Считается, что оно имеет коммуникационно-эпистемологические и культурно-цивилизационные основания не только в теории, но и в самой практике жизни. Теоретически обосновываются, в частности, формационные, цивилизационные, модернистские и постмодернистские версии общественного развития, рассматривающие его как этапы или стадии адаптации человека к природе, ее покорения и постановки природных сил и закономерностей на службу человечеству, ценностно-нормативной и иной трансформации и модернизации исторически сформировавшейся социально-культурной реальности и т. д.
Количество теорий, концепций и парадигм консолидации и развития общества в условиях возрастающих вызовов и угроз растет. В одних из них в качестве основного источника консолидации и развития общества провозглашается религиозная, философская, национально-этническая и другие социально-культурные традиции, в других, наоборот, традиции и традиционное общество рассматриваются как основной тормоз на пути общественного прогресса, вызов современности и угроза смены динамики общественного развития простым функционированием общественной системы. Особенно примечательны в этом плане концепции общественного развития немецкого социолога Макса Вебера, российского и американского социолога Питирима Сорокина и английского философа и историка Арнольда Тойнби. Все они в той или иной мере имеют отношение к становлению и развитию методологии, впоследствии называющейся социальным модернизмом, распространение которого стало своеобразным водоразделом между традиционным и современным инновационным обществом.
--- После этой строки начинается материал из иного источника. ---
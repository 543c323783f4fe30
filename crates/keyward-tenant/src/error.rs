//! Error types for tenant middleware.
//!
//! Provides structured error responses for tenant-related failures.

use axum::http::StatusCode;
use axum::response::{IntoResponse, Response};
use serde::Serialize;
use thiserror::Error;

/// Errors that can occur during tenant context extraction and resolution.
///
/// # Example
///
/// ```rust
/// use keyward_tenant::TenantError;
///
/// fn handle_error(err: TenantError) {
///     match err {
///         TenantError::Missing => eprintln!("No tenant context provided"),
///         TenantError::InvalidFormat(msg) => eprintln!("Invalid format: {}", msg),
///         TenantError::UnknownTenant(id) => eprintln!("Unknown tenant: {}", id),
///     }
/// }
/// ```
#[derive(Debug, Clone, Error)]
pub enum TenantError {
    /// No tenant context was found in the request.
    ///
    /// Only raised when the middleware is configured to require one.
    #[error("Tenant context required")]
    Missing,

    /// The tenant id could not be read from the request.
    #[error("Invalid tenant id format: {0}")]
    InvalidFormat(String),

    /// The tenant is not known to the tenant-management service.
    #[error("Unknown tenant: {0}")]
    UnknownTenant(String),
}

impl TenantError {
    /// Get the HTTP status code for this error.
    #[must_use]
    pub fn status_code(&self) -> StatusCode {
        match self {
            TenantError::Missing | TenantError::InvalidFormat(_) => StatusCode::UNAUTHORIZED,
            TenantError::UnknownTenant(_) => StatusCode::FORBIDDEN,
        }
    }

    /// Get the error code string for the JSON response.
    #[must_use]
    pub fn error_code(&self) -> &'static str {
        match self {
            TenantError::Missing | TenantError::InvalidFormat(_) => "unauthorized",
            TenantError::UnknownTenant(_) => "forbidden",
        }
    }
}

/// Structured JSON error response.
///
/// # Example Response
///
/// ```json
/// {
///     "error": "unauthorized",
///     "message": "Tenant context required"
/// }
/// ```
#[derive(Debug, Clone, Serialize)]
pub struct ErrorResponse {
    /// Machine-readable error code (e.g., "unauthorized", "forbidden")
    pub error: String,
    /// Human-readable error message
    pub message: String,
}

impl ErrorResponse {
    /// Create a new error response.
    #[must_use]
    pub fn new(error: impl Into<String>, message: impl Into<String>) -> Self {
        Self {
            error: error.into(),
            message: message.into(),
        }
    }
}

impl From<TenantError> for ErrorResponse {
    fn from(err: TenantError) -> Self {
        Self::new(err.error_code(), err.to_string())
    }
}

impl IntoResponse for TenantError {
    fn into_response(self) -> Response {
        let status = self.status_code();
        let body = ErrorResponse::from(self);

        (
            status,
            [("content-type", "application/json")],
            serde_json::to_string(&body).unwrap_or_else(|_| {
                r#"{"error":"internal_error","message":"Failed to serialize error"}"#.to_string()
            }),
        )
            .into_response()
    }
}
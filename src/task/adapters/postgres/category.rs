//! `PostgreSQL` category repository implementation.

use super::{
    models::{CategoryRow, NewCategoryRow, row_to_category},
    repository::TaskPgPool,
    schema::categories,
};
use crate::task::{
    domain::{Category, CategoryId, CategoryName},
    ports::{CategoryRepository, CategoryRepositoryError, CategoryRepositoryResult},
};
use async_trait::async_trait;
use diesel::pg::PgConnection;
use diesel::prelude::*;

/// `PostgreSQL`-backed category repository.
#[derive(Debug, Clone)]
pub struct PostgresCategoryRepository {
    pool: TaskPgPool,
}

impl PostgresCategoryRepository {
    /// Creates a new repository from a `PostgreSQL` connection pool.
    #[must_use]
    pub const fn new(pool: TaskPgPool) -> Self {
        Self { pool }
    }

    async fn run_blocking<F, T>(&self, f: F) -> CategoryRepositoryResult<T>
    where
        F: FnOnce(&mut PgConnection) -> CategoryRepositoryResult<T> + Send + 'static,
        T: Send + 'static,
    {
        let pool = self.pool.clone();
        tokio::task::spawn_blocking(move || {
            let mut connection = pool.get().map_err(CategoryRepositoryError::persistence)?;
            f(&mut connection)
        })
        .await
        .map_err(CategoryRepositoryError::persistence)?
    }
}

fn find_by_name_blocking(
    connection: &mut PgConnection,
    name: &str,
) -> CategoryRepositoryResult<Option<Category>> {
    let row = categories::table
        .filter(categories::name.eq(name))
        .select(CategoryRow::as_select())
        .first::<CategoryRow>(connection)
        .optional()
        .map_err(CategoryRepositoryError::persistence)?;
    row.map(row_to_category).transpose()
}

#[async_trait]
impl CategoryRepository for PostgresCategoryRepository {
    async fn get_or_create(
        &self,
        name: &CategoryName,
    ) -> CategoryRepositoryResult<(Category, bool)> {
        let candidate = Category::new(name.clone());
        let row = NewCategoryRow {
            id: candidate.id().into_inner(),
            name: candidate.name().as_str().to_owned(),
        };
        let lookup = name.as_str().to_owned();
        self.run_blocking(move |connection| {
            // ON CONFLICT DO NOTHING makes concurrent seeding race-free; the
            // unique index on name decides the winner.
            let inserted = diesel::insert_into(categories::table)
                .values(&row)
                .on_conflict(categories::name)
                .do_nothing()
                .execute(connection)
                .map_err(CategoryRepositoryError::persistence)?;
            if inserted > 0 {
                return Ok((candidate, true));
            }
            let existing = find_by_name_blocking(connection, &lookup)?.ok_or_else(|| {
                CategoryRepositoryError::persistence(std::io::Error::other(
                    "category vanished between conflict and lookup",
                ))
            })?;
            Ok((existing, false))
        })
        .await
    }

    async fn find_by_id(&self, id: CategoryId) -> CategoryRepositoryResult<Option<Category>> {
        self.run_blocking(move |connection| {
            let row = categories::table
                .filter(categories::id.eq(id.into_inner()))
                .select(CategoryRow::as_select())
                .first::<CategoryRow>(connection)
                .optional()
                .map_err(CategoryRepositoryError::persistence)?;
            row.map(row_to_category).transpose()
        })
        .await
    }

    async fn find_by_name(
        &self,
        name: &CategoryName,
    ) -> CategoryRepositoryResult<Option<Category>> {
        let lookup = name.as_str().to_owned();
        self.run_blocking(move |connection| find_by_name_blocking(connection, &lookup))
            .await
    }

    async fn list(&self) -> CategoryRepositoryResult<Vec<Category>> {
        self.run_blocking(|connection| {
            let rows = categories::table
                .order(categories::name.asc())
                .select(CategoryRow::as_select())
                .load::<CategoryRow>(connection)
                .map_err(CategoryRepositoryError::persistence)?;
            rows.into_iter().map(row_to_category).collect()
        })
        .await
    }

    async fn delete(&self, id: CategoryId) -> CategoryRepositoryResult<()> {
        self.run_blocking(move |connection| {
            let deleted =
                diesel::delete(categories::table.filter(categories::id.eq(id.into_inner())))
                    .execute(connection)
                    .map_err(CategoryRepositoryError::persistence)?;
            if deleted == 0 {
                return Err(CategoryRepositoryError::NotFound(id));
            }
            Ok(())
        })
        .await
    }
}
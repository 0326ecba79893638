//! Identifier types for the identity domain.

use serde::{Deserialize, Serialize};
use std::fmt;
use uuid::Uuid;

/// Unique identifier for a user account.
#[derive(Debug, Clone, Copy, PartialEq, Eq, PartialOrd, Ord, Hash, Serialize, Deserialize)]
#[serde(transparent)]
pub struct UserId(Uuid);

impl UserId {
    /// Creates a new random user identifier.
    #[must_use]
    pub fn new() -> Self {
        Self(Uuid::new_v4())
    }

    /// Creates a user identifier from an existing UUID.
    #[must_use]
    pub const fn from_uuid(uuid: Uuid) -> Self {
        Self(uuid)
    }

    /// Returns the wrapped UUID.
    #[must_use]
    pub const fn into_inner(self) -> Uuid {
        self.0
    }
}

impl Default for UserId {
    fn default() -> Self {
        Self::new()
    }
}

impl AsRef<Uuid> for UserId {
    fn as_ref(&self) -> &Uuid {
        &self.0
    }
}

impl fmt::Display for UserId {
    fn fmt(&self, f: &mut fmt::Formatter<'_>) -> fmt::Result {
        write!(f, "{}", self.0)
    }
}

/// Unique identifier for a user profile.
#[derive(Debug, Clone, Copy, PartialEq, Eq, Hash, Serialize, Deserialize)]
#[serde(transparent)]
pub struct ProfileId(Uuid);

impl ProfileId {
    /// Creates a new random profile identifier.
    #[must_use]
    pub fn new() -> Self {
        Self(Uuid::new_v4())
    }

    /// Creates a profile identifier from an existing UUID.
    #[must_use]
    pub const fn from_uuid(uuid: Uuid) -> Self {
        Self(uuid)
    }

    /// Returns the wrapped UUID.
    #[must_use]
    pub const fn into_inner(self) -> Uuid {
        self.0
    }
}

impl Default for ProfileId {
    fn default() -> Self {
        Self::new()
    }
}

impl AsRef<Uuid> for ProfileId {
    fn as_ref(&self) -> &Uuid {
        &self.0
    }
}

impl fmt::Display for ProfileId {
    fn fmt(&self, f: &mut fmt::Formatter<'_>) -> fmt::Result {
        write!(f, "{}", self.0)
    }
}
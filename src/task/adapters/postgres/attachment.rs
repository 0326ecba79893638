//! `PostgreSQL` attachment repository implementation.

use super::{
    models::{AttachmentRow, NewAttachmentRow, row_to_attachment},
    repository::TaskPgPool,
    schema::attachments,
};
use crate::task::{
    domain::{Attachment, TaskId},
    ports::{AttachmentRepository, AttachmentRepositoryError, AttachmentRepositoryResult},
};
use async_trait::async_trait;
use diesel::pg::PgConnection;
use diesel::prelude::*;
use diesel::result::{DatabaseErrorKind, Error as DieselError};

/// `PostgreSQL`-backed attachment repository.
#[derive(Debug, Clone)]
pub struct PostgresAttachmentRepository {
    pool: TaskPgPool,
}

impl PostgresAttachmentRepository {
    /// Creates a new repository from a `PostgreSQL` connection pool.
    #[must_use]
    pub const fn new(pool: TaskPgPool) -> Self {
        Self { pool }
    }

    async fn run_blocking<F, T>(&self, f: F) -> AttachmentRepositoryResult<T>
    where
        F: FnOnce(&mut PgConnection) -> AttachmentRepositoryResult<T> + Send + 'static,
        T: Send + 'static,
    {
        let pool = self.pool.clone();
        tokio::task::spawn_blocking(move || {
            let mut connection = pool.get().map_err(AttachmentRepositoryError::persistence)?;
            f(&mut connection)
        })
        .await
        .map_err(AttachmentRepositoryError::persistence)?
    }
}

#[async_trait]
impl AttachmentRepository for PostgresAttachmentRepository {
    async fn store(&self, attachment: &Attachment) -> AttachmentRepositoryResult<()> {
        let attachment_id = attachment.id();
        let row = NewAttachmentRow {
            id: attachment_id.into_inner(),
            task_id: attachment.task_id().into_inner(),
            url: attachment.url().as_str().to_owned(),
            uploaded_at: attachment.uploaded_at(),
        };
        self.run_blocking(move |connection| {
            diesel::insert_into(attachments::table)
                .values(&row)
                .execute(connection)
                .map_err(|err| match err {
                    DieselError::DatabaseError(DatabaseErrorKind::UniqueViolation, _) => {
                        AttachmentRepositoryError::DuplicateAttachment(attachment_id)
                    }
                    _ => AttachmentRepositoryError::persistence(err),
                })?;
            Ok(())
        })
        .await
    }

    async fn list_by_task(&self, task_id: TaskId) -> AttachmentRepositoryResult<Vec<Attachment>> {
        self.run_blocking(move |connection| {
            let rows = attachments::table
                .filter(attachments::task_id.eq(task_id.into_inner()))
                .order(attachments::uploaded_at.asc())
                .select(AttachmentRow::as_select())
                .load::<AttachmentRow>(connection)
                .map_err(AttachmentRepositoryError::persistence)?;
            Ok(rows.into_iter().map(row_to_attachment).collect())
        })
        .await
    }

    async fn delete_by_task(&self, task_id: TaskId) -> AttachmentRepositoryResult<()> {
        self.run_blocking(move |connection| {
            diesel::delete(attachments::table.filter(attachments::task_id.eq(task_id.into_inner())))
                .execute(connection)
                .map_err(AttachmentRepositoryError::persistence)?;
            Ok(())
        })
        .await
    }
}
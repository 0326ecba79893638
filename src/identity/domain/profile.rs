//! Profile entity linked one-to-one with a user account.

use super::{ProfileId, UserId};
use chrono::{DateTime, Utc};
use mockable::Clock;
use serde::{Deserialize, Serialize};

/// Profile record owning bookkeeping timestamps for a user.
///
/// Created exactly once per user as a registration side effect; never
/// created independently.
#[derive(Debug, Clone, PartialEq, Eq, Serialize, Deserialize)]
pub struct Profile {
    id: ProfileId,
    user_id: UserId,
    created_at: DateTime<Utc>,
    updated_at: DateTime<Utc>,
}

/// Parameter object for reconstructing a persisted profile.
#[derive(Debug, Clone, PartialEq, Eq)]
pub struct PersistedProfileData {
    /// Persisted profile identifier.
    pub id: ProfileId,
    /// Owning user identifier.
    pub user_id: UserId,
    /// Persisted creation timestamp.
    pub created_at: DateTime<Utc>,
    /// Persisted latest bookkeeping timestamp.
    pub updated_at: DateTime<Utc>,
}

impl Profile {
    /// Creates a fresh profile for a newly registered user.
    #[must_use]
    pub fn new(user_id: UserId, clock: &impl Clock) -> Self {
        let timestamp = clock.utc();
        Self {
            id: ProfileId::new(),
            user_id,
            created_at: timestamp,
            updated_at: timestamp,
        }
    }

    /// Reconstructs a profile from persisted storage.
    #[must_use]
    pub const fn from_persisted(data: PersistedProfileData) -> Self {
        Self {
            id: data.id,
            user_id: data.user_id,
            created_at: data.created_at,
            updated_at: data.updated_at,
        }
    }

    /// Returns the profile identifier.
    #[must_use]
    pub const fn id(&self) -> ProfileId {
        self.id
    }

    /// Returns the owning user identifier.
    #[must_use]
    pub const fn user_id(&self) -> UserId {
        self.user_id
    }

    /// Returns the creation timestamp.
    #[must_use]
    pub const fn created_at(&self) -> DateTime<Utc> {
        self.created_at
    }

    /// Returns the latest bookkeeping timestamp.
    #[must_use]
    pub const fn updated_at(&self) -> DateTime<Utc> {
        self.updated_at
    }

    /// Updates the `updated_at` timestamp to the current clock time.
    pub fn touch(&mut self, clock: &impl Clock) {
        self.updated_at = clock.utc();
    }
}
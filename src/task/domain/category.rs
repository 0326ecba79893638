//! Category entity and its validated name.

use super::{CategoryId, TaskValidationError};
use serde::{Deserialize, Serialize};
use std::fmt;

/// Category names that must exist after system initialization.
pub const DEFAULT_CATEGORY_NAMES: [&str; 5] =
    ["Development", "Design", "Testing", "Documentation", "Other"];

/// Validated, unique category name.
#[derive(Debug, Clone, PartialEq, Eq, Hash, Serialize, Deserialize)]
#[serde(transparent)]
pub struct CategoryName(String);

impl CategoryName {
    /// Maximum stored length in characters.
    pub const MAX_LENGTH: usize = 100;

    /// Creates a validated category name.
    ///
    /// # Errors
    ///
    /// Returns [`TaskValidationError::EmptyCategoryName`] or
    /// [`TaskValidationError::CategoryNameTooLong`] when the value is
    /// malformed.
    pub fn new(value: impl Into<String>) -> Result<Self, TaskValidationError> {
        let raw = value.into();
        let normalized = raw.trim();
        if normalized.is_empty() {
            return Err(TaskValidationError::EmptyCategoryName);
        }
        if normalized.chars().count() > Self::MAX_LENGTH {
            return Err(TaskValidationError::CategoryNameTooLong(Self::MAX_LENGTH));
        }
        Ok(Self(normalized.to_owned()))
    }

    /// Returns the category name as `str`.
    #[must_use]
    pub fn as_str(&self) -> &str {
        &self.0
    }
}

impl AsRef<str> for CategoryName {
    fn as_ref(&self) -> &str {
        self.as_str()
    }
}

impl fmt::Display for CategoryName {
    fn fmt(&self, f: &mut fmt::Formatter<'_>) -> fmt::Result {
        write!(f, "{}", self.0)
    }
}

/// Task category.
#[derive(Debug, Clone, PartialEq, Eq, Serialize, Deserialize)]
pub struct Category {
    id: CategoryId,
    name: CategoryName,
}

impl Category {
    /// Creates a new category with a fresh identifier.
    #[must_use]
    pub fn new(name: CategoryName) -> Self {
        Self {
            id: CategoryId::new(),
            name,
        }
    }

    /// Reconstructs a category from persisted storage.
    #[must_use]
    pub const fn from_parts(id: CategoryId, name: CategoryName) -> Self {
        Self { id, name }
    }

    /// Returns the category identifier.
    #[must_use]
    pub const fn id(&self) -> CategoryId {
        self.id
    }

    /// Returns the category name.
    #[must_use]
    pub const fn name(&self) -> &CategoryName {
        &self.name
    }
}
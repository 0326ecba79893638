//! User account entity and validated credential-adjacent scalars.

use super::{IdentityDomainError, UserId};
use serde::{Deserialize, Serialize};
use std::fmt;

/// Validated account name.
///
/// Mirrors the conventional account-name contract: trimmed, non-empty, at
/// most 150 characters, letters and digits plus `@`, `.`, `+`, `-`, `_`.
#[derive(Debug, Clone, PartialEq, Eq, Hash, Serialize, Deserialize)]
#[serde(transparent)]
pub struct Username(String);

impl Username {
    /// Maximum stored length in characters.
    pub const MAX_LENGTH: usize = 150;

    /// Creates a validated username.
    ///
    /// # Errors
    ///
    /// Returns [`IdentityDomainError::EmptyUsername`],
    /// [`IdentityDomainError::UsernameTooLong`], or
    /// [`IdentityDomainError::InvalidUsername`] when the value is malformed.
    pub fn new(value: impl Into<String>) -> Result<Self, IdentityDomainError> {
        let raw = value.into();
        let normalized = raw.trim();
        if normalized.is_empty() {
            return Err(IdentityDomainError::EmptyUsername);
        }
        if normalized.chars().count() > Self::MAX_LENGTH {
            return Err(IdentityDomainError::UsernameTooLong(Self::MAX_LENGTH));
        }
        let is_allowed =
            |character: char| character.is_alphanumeric() || "@.+-_".contains(character);
        if !normalized.chars().all(is_allowed) {
            return Err(IdentityDomainError::InvalidUsername(raw));
        }
        Ok(Self(normalized.to_owned()))
    }

    /// Returns the username as `str`.
    #[must_use]
    pub fn as_str(&self) -> &str {
        &self.0
    }
}

impl AsRef<str> for Username {
    fn as_ref(&self) -> &str {
        self.as_str()
    }
}

impl fmt::Display for Username {
    fn fmt(&self, f: &mut fmt::Formatter<'_>) -> fmt::Result {
        write!(f, "{}", self.0)
    }
}

/// Validated email address.
#[derive(Debug, Clone, PartialEq, Eq, Hash, Serialize, Deserialize)]
#[serde(transparent)]
pub struct EmailAddress(String);

impl EmailAddress {
    /// Maximum stored length in characters.
    pub const MAX_LENGTH: usize = 254;

    /// Creates a validated email address.
    ///
    /// Validation is deliberately shallow: a non-empty local part, a single
    /// `@`, and a domain containing a dot. Deliverability is the mail
    /// system's problem.
    ///
    /// # Errors
    ///
    /// Returns [`IdentityDomainError::EmptyEmail`],
    /// [`IdentityDomainError::EmailTooLong`], or
    /// [`IdentityDomainError::InvalidEmail`] when the value is malformed.
    pub fn new(value: impl Into<String>) -> Result<Self, IdentityDomainError> {
        let raw = value.into();
        let normalized = raw.trim();
        if normalized.is_empty() {
            return Err(IdentityDomainError::EmptyEmail);
        }
        if normalized.chars().count() > Self::MAX_LENGTH {
            return Err(IdentityDomainError::EmailTooLong(Self::MAX_LENGTH));
        }
        let is_valid = normalized.split_once('@').is_some_and(|(local, domain)| {
            !local.is_empty()
                && !domain.is_empty()
                && !domain.contains('@')
                && domain.contains('.')
                && !normalized.chars().any(char::is_whitespace)
        });
        if !is_valid {
            return Err(IdentityDomainError::InvalidEmail(raw));
        }
        Ok(Self(normalized.to_owned()))
    }

    /// Returns the email address as `str`.
    #[must_use]
    pub fn as_str(&self) -> &str {
        &self.0
    }
}

impl AsRef<str> for EmailAddress {
    fn as_ref(&self) -> &str {
        self.as_str()
    }
}

impl fmt::Display for EmailAddress {
    fn fmt(&self, f: &mut fmt::Formatter<'_>) -> fmt::Result {
        write!(f, "{}", self.0)
    }
}

/// User account entity.
///
/// Credential material (password digests) never appears here; it stays
/// inside the identity store adapter.
#[derive(Debug, Clone, PartialEq, Eq, Serialize, Deserialize)]
pub struct User {
    id: UserId,
    username: Username,
    email: EmailAddress,
    is_active: bool,
}

/// Parameter object for reconstructing a persisted user account.
#[derive(Debug, Clone, PartialEq, Eq)]
pub struct PersistedUserData {
    /// Persisted user identifier.
    pub id: UserId,
    /// Persisted account name.
    pub username: Username,
    /// Persisted email address.
    pub email: EmailAddress,
    /// Persisted active flag.
    pub is_active: bool,
}

impl User {
    /// Creates a new active user account.
    #[must_use]
    pub fn new(username: Username, email: EmailAddress) -> Self {
        Self {
            id: UserId::new(),
            username,
            email,
            is_active: true,
        }
    }

    /// Reconstructs a user from persisted storage.
    #[must_use]
    pub fn from_persisted(data: PersistedUserData) -> Self {
        Self {
            id: data.id,
            username: data.username,
            email: data.email,
            is_active: data.is_active,
        }
    }

    /// Returns the user identifier.
    #[must_use]
    pub const fn id(&self) -> UserId {
        self.id
    }

    /// Returns the account name.
    #[must_use]
    pub const fn username(&self) -> &Username {
        &self.username
    }

    /// Returns the email address.
    #[must_use]
    pub const fn email(&self) -> &EmailAddress {
        &self.email
    }

    /// Returns `true` when the account may authenticate.
    #[must_use]
    pub const fn is_active(&self) -> bool {
        self.is_active
    }

    /// Replaces the account name.
    pub fn rename(&mut self, username: Username) {
        self.username = username;
    }

    /// Replaces the email address.
    pub fn change_email(&mut self, email: EmailAddress) {
        self.email = email;
    }

    /// Marks the account as unable to authenticate.
    pub const fn deactivate(&mut self) {
        self.is_active = false;
    }
}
Социология М. Вебера, П. Сорокина и А. Тойнби как основная предпосылка формирования методологии модернизма. «Вебер не отождествлял современность как социальный тип с Западом, но его исследования хозяйственной этики основных мировых религий не давали оснований полагать, что для незападных традиционных обществ открыта подобная же перспектива модернизации» [25]. В постижении данного процесса, по его мнению, нельзя обойтись без соответствующей рациональной схемы или идеального типа, с помощью которого возможно не отразить происходящее как объективную истину, а лишь понять его.